►
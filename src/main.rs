use clap::{Parser, Subcommand};
use sheetforge::cli::{self, RunOptions};
use std::path::PathBuf;

#[derive(Parser)]
#[command(name = "sheetforge")]
#[command(about = "Apply structured operation specs to Excel workbooks")]
#[command(long_about = "Sheetforge - spreadsheet operation engine

Takes uploaded workbooks and a JSON (or YAML) operation spec, applies the
data, presentation and structural operations it names, and writes a new
.xlsx that keeps the source styling.

COMMANDS:
  apply     - Apply one spec to a set of input workbooks
  chain     - Apply several specs in sequence to one session
  validate  - Check a spec without touching any workbook
  inspect   - Show sheets, columns and row counts of a workbook

EXAMPLES:
  sheetforge apply sales.xlsx --spec top10.json
  sheetforge apply jan.xlsx feb.xlsx --spec merge.json --json
  sheetforge chain sales.xlsx --spec filter.json --spec highlight.json
  sheetforge chain sales.xlsx --spec a.json --spec b.json --restart-at 2

Set RUST_LOG=sheetforge=debug for engine traces (written to stderr).")]
#[command(version)]
struct Cli {
    #[command(subcommand)]
    command: Commands,
}

#[derive(clap::Args)]
struct OutputArgs {
    /// Directory for generated workbooks
    #[arg(short, long, env = "SHEETFORGE_OUTPUT_DIR")]
    output_dir: Option<PathBuf>,

    /// Seed cell styles from the first input workbook
    #[arg(long)]
    source_style: bool,

    /// Print the report as JSON
    #[arg(long)]
    json: bool,
}

impl From<OutputArgs> for RunOptions {
    fn from(args: OutputArgs) -> Self {
        RunOptions {
            output_dir: args.output_dir,
            source_style: args.source_style,
            json: args.json,
        }
    }
}

#[derive(Subcommand)]
enum Commands {
    #[command(long_about = "Apply an operation spec to one or more workbooks.

All inputs are uploaded as one session: every worksheet becomes a sheet
(a single-sheet file in a multi-file upload is named after the file).
The spec is validated against the embedded JSON Schema first.

SPEC EXAMPLE:
  {
    \"filter\": {\"Region\": \"West\"},
    \"sort\": {\"by\": \"Revenue\", \"ascending\": false},
    \"highlight_rows\": {\"column\": \"Revenue\", \"condition\": {\"operator\": \">\", \"value\": 1000}},
    \"freeze_panes\": true,
    \"custom_filename\": \"west_revenue\"
  }")]
    /// Apply an operation spec to input workbooks
    Apply {
        /// Input workbooks (.xlsx)
        #[arg(required = true)]
        inputs: Vec<PathBuf>,

        /// Operation spec (.json, .yaml or .yml)
        #[arg(short, long)]
        spec: PathBuf,

        #[command(flatten)]
        output: OutputArgs,
    },

    #[command(long_about = "Apply several specs in sequence against one session.

Each step continues from the previous generated workbook. With
--restart-at N, step N starts again from the original upload.")]
    /// Apply a sequence of specs, chaining the results
    Chain {
        /// Input workbooks (.xlsx)
        #[arg(required = true)]
        inputs: Vec<PathBuf>,

        /// Operation specs, applied in order
        #[arg(short, long = "spec", required = true)]
        specs: Vec<PathBuf>,

        /// 1-based step that restarts from the upload
        #[arg(long)]
        restart_at: Option<usize>,

        #[command(flatten)]
        output: OutputArgs,
    },

    /// Validate an operation spec
    Validate {
        /// Operation spec (.json, .yaml or .yml)
        spec: PathBuf,
    },

    /// Show the sheets and columns of a workbook
    Inspect {
        /// Workbook (.xlsx)
        file: PathBuf,
    },
}

fn main() -> anyhow::Result<()> {
    tracing_subscriber::fmt()
        .with_env_filter(
            tracing_subscriber::EnvFilter::try_from_default_env()
                .unwrap_or_else(|_| "sheetforge=info".into()),
        )
        .with_writer(std::io::stderr)
        .init();

    let cli = Cli::parse();

    match cli.command {
        Commands::Apply {
            inputs,
            spec,
            output,
        } => cli::apply(inputs, spec, output.into())?,

        Commands::Chain {
            inputs,
            specs,
            restart_at,
            output,
        } => cli::chain(inputs, specs, restart_at, output.into())?,

        Commands::Validate { spec } => cli::validate(spec)?,

        Commands::Inspect { file } => cli::inspect(&file)?,
    }
    Ok(())
}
◄
_WHAT IS NEEDED_. All lines above with the word "specs" need to be reported.

_SOLVED EXERCISE_.
#[command(about = "Apply structured operation specs to Excel workbooks")]
  chain     - Apply several specs in sequence to one session
    #[command(long_about = "Apply several specs in sequence against one session.
    /// Apply a sequence of specs, chaining the results
        /// Operation specs, applied in order
        specs: Vec<PathBuf>,
            specs,
        } => cli::chain(inputs, specs, restart_at, output.into())?,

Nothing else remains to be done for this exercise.